Models (checkpoints)
- Create a folder named 'checkpoints' in the root directory
- Download ALL files and subfolders from Hugging Face and put them under the new 'checkpoints' folder, preserving the original structure:
  https://huggingface.co/IndexTeam/IndexTTS-2/tree/main

  Optional, if auto-cached online if missing:

- **Additional required files for local loading** (download these separately):

  - W2V-BERT-2.0 feature extractor/model (download from: https://huggingface.co/facebook/w2v-bert-2.0):
    - Download the entire repository contents and place them under: `checkpoints/w2v-bert-2.0/`
  - BigVGAN files (download from: https://huggingface.co/nvidia/bigvgan_v2_22khz_80band_256x):
    - Download file: `config.json` → place in: `checkpoints/bigvgan/`
    - Download file: `bigvgan_generator.pt` → place in: `checkpoints/bigvgan/`
  - Semantic codec (download from: https://huggingface.co/amphion/MaskGCT/tree/main):
    - Download file: `semantic_codec/model.safetensors` → place in: `checkpoints/semantic_codec/`
  - CAMPPlus model (download from: https://huggingface.co/funasr/campplus/tree/main):
    - Download file: `campplus_cn_common.bin` → place in: `checkpoints/`
- Complete checkpoints folder structure:
  ```
  ComfyUI/custom_nodes/ComfyUI-IndexTTS2/checkpoints/
  ├── config.yaml
  ├── gpt.pth
  ├── s2mel.pth
  ├── bpe.model
  ├── feat1.pt
  ├── feat2.pt
  ├── wav2vec2bert_stats.pt
  ├── campplus_cn_common.bin
  ├── bigvgan/
  │   ├── config.json
  │   └── bigvgan_generator.pt
  ├── semantic_codec/
  │   └── model.safetensors
  └── qwen0.6bemo4-merge/          (required only for Text -> Emotion node)
      └── [all Qwen model files]
  ├── w2v-bert-2.0/
      └── [all bert files]
  ```

**Important**: The updated code now uses local model files by default for offline usage and faster loading.

Nodes
- IndexTTS2 Simple
  - Inputs: audio (speaker), text, emotion_control_weight (0.0-1.0), emotion_audio (optional), emotion_vector (optional)
  - Outputs: AUDIO (for Preview/Save), STRING (emotion source message)

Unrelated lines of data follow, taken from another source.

use std::collections::HashSet;
use std::sync::atomic::{AtomicUsize, Ordering};

use tokio::sync::Mutex;
use tracing::info;

use crate::broker::OrderSink;
use crate::error::AppError;
use crate::model::order::{OrderAck, OrderIntent};

/// In-memory order sink. Accepts every well-formed intent unless told to
/// fail, and keeps the accepted intents in arrival order.
#[derive(Debug, Default)]
pub struct PaperBroker {
    accepted: Mutex<Vec<(OrderIntent, OrderAck)>>,
    failures_pending: AtomicUsize,
    rejected_symbols: Mutex<HashSet<String>>,
}

impl PaperBroker {
    pub fn new() -> Self {
        Self::default()
    }

    /// Fail the next `n` submissions regardless of content.
    pub fn fail_next(&self, n: usize) {
        self.failures_pending.store(n, Ordering::SeqCst);
    }

    /// Reject every submission for `symbol` until [`PaperBroker::allow_symbol`].
    pub async fn reject_symbol(&self, symbol: &str) {
        self.rejected_symbols.lock().await.insert(symbol.to_string());
    }

    pub async fn allow_symbol(&self, symbol: &str) {
        self.rejected_symbols.lock().await.remove(symbol);
    }

    pub async fn accepted(&self) -> Vec<(OrderIntent, OrderAck)> {
        self.accepted.lock().await.clone()
    }

    pub async fn accepted_count(&self) -> usize {
        self.accepted.lock().await.len()
    }

    fn take_failure(&self) -> bool {
        self.failures_pending
            .fetch_update(Ordering::SeqCst, Ordering::SeqCst, |n| n.checked_sub(1))
            .is_ok()
    }
}

impl OrderSink for PaperBroker {
    async fn submit(&self, intent: OrderIntent) -> Result<OrderAck, AppError> {
        if intent.quantity == 0 {
            return Err(AppError::Order(format!(
                "{} {}: quantity must be >= 1",
                intent.side, intent.symbol
            )));
        }
        if self.take_failure() {
            return Err(AppError::Order(format!(
                "paper broker refused {} {} x{}",
                intent.side, intent.symbol, intent.quantity
            )));
        }
        if self.rejected_symbols.lock().await.contains(&intent.symbol) {
            return Err(AppError::Order(format!(
                "paper broker rejects symbol {}",
                intent.symbol
            )));
        }

        let ack = OrderAck {
            order_id: format!("paper-{}", uuid::Uuid::new_v4().simple()),
            intent_id: intent.intent_id.clone(),
            accepted_at_ms: intent.created_at_ms,
        };
        info!(
            order_id = %ack.order_id,
            symbol = %intent.symbol,
            side = %intent.side,
            qty = intent.quantity,
            price = intent.last_price,
            "paper order accepted"
        );
        self.accepted.lock().await.push((intent, ack.clone()));
        Ok(ack)
    }
}
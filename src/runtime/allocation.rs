use std::sync::Arc;
use std::time::Duration;

use tokio::sync::{mpsc, watch};
use tracing::{debug, info, warn};

use crate::backtest;
use crate::error::AppError;
use crate::event::AppEvent;
use crate::history::HistorySource;
use crate::indicator::{label_rows, IndicatorEngine};
use crate::portfolio::{allocate, AllocationTable, Candidate};
use crate::predictor::{holdout_accuracy, SignalSource, TrendForecaster};

/// Inputs of one allocation pass. Everything is shared and read-only.
pub struct AllocationPass<S: SignalSource + ?Sized, H: HistorySource + ?Sized> {
    pub history: Arc<H>,
    pub engine: Arc<dyn IndicatorEngine>,
    pub source: Arc<S>,
    pub forecaster: TrendForecaster,
    pub symbols: Vec<String>,
    pub lookback_bars: usize,
    pub capital: f64,
}

impl<S: SignalSource + ?Sized, H: HistorySource + ?Sized> Clone for AllocationPass<S, H> {
    fn clone(&self) -> Self {
        Self {
            history: Arc::clone(&self.history),
            engine: Arc::clone(&self.engine),
            source: Arc::clone(&self.source),
            forecaster: self.forecaster,
            symbols: self.symbols.clone(),
            lookback_bars: self.lookback_bars,
            capital: self.capital,
        }
    }
}

impl<S: SignalSource + ?Sized, H: HistorySource + ?Sized> AllocationPass<S, H> {
    /// Score one instrument's history into an allocation candidate.
    pub fn candidate_for(&self, symbol: &str) -> Result<Candidate, AppError> {
        let bars = self.history.load_bars(symbol, self.lookback_bars)?;
        let last_close = bars
            .last()
            .map(|b| b.close)
            .ok_or_else(|| AppError::History {
                symbol: symbol.to_string(),
                msg: "no bars".to_string(),
            })?;
        let rows = self.engine.augment(&bars);
        let metrics = backtest::score(&rows, self.source.as_ref()).map_err(|e| match e {
            AppError::InvalidInstrument { reason, .. } => AppError::invalid_instrument(symbol, reason),
            other => other,
        })?;
        let closes: Vec<f64> = bars.iter().map(|b| b.close).collect();
        let trend_pct = self.forecaster.forecast_trend(&closes).map(|t| t * 100.0);

        if let Some(accuracy) = holdout_accuracy(self.source.as_ref(), &label_rows(&rows)) {
            debug!(symbol, accuracy, "holdout accuracy");
        }
        debug!(
            symbol,
            rows = rows.len(),
            total_return_pct = metrics.total_return_pct,
            win_rate_pct = metrics.win_rate_pct,
            cagr_pct = metrics.cagr_pct,
            max_drawdown_pct = metrics.max_drawdown_pct,
            "backtest scored"
        );

        let candidate = Candidate::new(symbol, last_close, metrics.total_return_pct).with_trend(trend_pct);
        candidate.validate()?;
        Ok(candidate)
    }

    /// Score every instrument and allocate capital across the ones that
    /// scored. Failing instruments are logged and left out.
    pub fn run(&self, now_ms: u64) -> Result<AllocationTable, AppError> {
        let mut candidates = Vec::with_capacity(self.symbols.len());
        for symbol in &self.symbols {
            match self.candidate_for(symbol) {
                Ok(c) => candidates.push(c),
                Err(e) => warn!(symbol = %symbol, error = %e, "instrument skipped by allocation pass"),
            }
        }
        let entries = allocate(&candidates, self.capital)?;
        Ok(AllocationTable::new(entries, now_ms))
    }
}

/// Run one pass on the blocking pool and swap the published snapshot.
pub async fn run_allocation_pass<S, H>(
    pass: &AllocationPass<S, H>,
    snapshot_tx: &watch::Sender<Arc<AllocationTable>>,
    app_tx: &mpsc::Sender<AppEvent>,
) -> Result<Arc<AllocationTable>, AppError>
where
    S: SignalSource + ?Sized + 'static,
    H: HistorySource + ?Sized + 'static,
{
    let now_ms = chrono::Utc::now().timestamp_millis() as u64;
    let pass = pass.clone();
    let table = Arc::new(tokio::task::spawn_blocking(move || pass.run(now_ms)).await??);
    for entry in table.entries() {
        info!(
            rank = entry.rank,
            symbol = %entry.symbol,
            predicted_return_pct = entry.predicted_return_pct,
            allocation = entry.allocation,
            shares = entry.shares,
            "allocation"
        );
    }
    snapshot_tx.send_replace(Arc::clone(&table));
    let _ = app_tx.send(AppEvent::AllocationUpdated(Arc::clone(&table))).await;
    Ok(table)
}

/// Re-run the allocation pass every `refresh` until shutdown. The first
/// pass is expected to have run already.
pub async fn run_allocation_loop<S, H>(
    pass: AllocationPass<S, H>,
    refresh: Duration,
    snapshot_tx: watch::Sender<Arc<AllocationTable>>,
    app_tx: mpsc::Sender<AppEvent>,
    mut shutdown: watch::Receiver<bool>,
) where
    S: SignalSource + ?Sized + 'static,
    H: HistorySource + ?Sized + 'static,
{
    if refresh.is_zero() {
        return;
    }
    let mut ticker = tokio::time::interval(refresh);
    // The immediate first tick duplicates the startup pass.
    ticker.tick().await;
    loop {
        tokio::select! {
            _ = ticker.tick() => {
                if let Err(e) = run_allocation_pass(&pass, &snapshot_tx, &app_tx).await {
                    warn!(error = %e, "allocation pass failed, keeping previous snapshot");
                    let _ = app_tx.send(AppEvent::Error(format!("allocation pass failed: {}", e))).await;
                }
            }
            changed = shutdown.changed() => {
                if changed.is_err() || *shutdown.borrow() {
                    break;
                }
            }
        }
    }
}
pub mod candle;
pub mod feature;
pub mod order;
pub mod signal;
pub mod tick;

  - Notes: device auto-detected, FP16 on CUDA, 200 ms pause between segments (fixed), emotion precedence = vector > second audio > original audio

- IndexTTS2 Emotion Vector
  - 8 sliders (0.0-1.4) for: happy, angry, sad, afraid, disgusted, melancholic, surprised, calm
  - Constraint: sum of sliders must be <= 1.5 (no auto-scaling)
  - Output: EMOTION_VECTOR

- IndexTTS2 Emotion From Text (optional)
  - Input: short descriptive text
  - Requires: modelscope and local QwenEmotion at checkpoints/qwen0.6bemo4-merge/
  - Outputs: EMOTION_VECTOR, STRING summary

Examples
- Basic: Load Audio -> IndexTTS2 Simple -> Preview/Save Audio
- Second audio emotion: Load Audio (speaker) + Load Audio (emotion) -> IndexTTS2 Simple -> Save
- Vector emotion: IndexTTS2 Emotion Vector -> IndexTTS2 Simple -> Save
- Text emotion: IndexTTS2 Emotion From Text -> IndexTTS2 Simple -> Save

![ComfyUI-IndexTTS2 nodes](images/overview.png)

Troubleshooting
- Tested only in Windows. DeepSpeed disabled.
- Emotion vector sum exceeds maximum 1.5: lower one or more sliders or adjust the text-derived vector.
- BigVGAN kernel message: custom CUDA kernel is disabled by default; falls back to PyTorch ops.
- **Missing 'wetext' module**: Run `pip install wetext` to fix this Windows-specific dependency.
- **404 Repository Not Found errors**: Ensure all additional model files are downloaded to your checkpoints folder as described above.
- **Model loading issues**: Verify your checkpoints folder contains all required files with the correct directory structure.

**Expected Output**: When working correctly, you should see messages like:
- `Loading config.json from local directory`
- `Loading weights from local directory`
- All model paths pointing to your local checkpoints folder

**Performance**: The system processes audio through 4 stages (Text → GPT → S2Mel → BigVGAN). Multiple progress bars and tensor size outputs are normal during inference.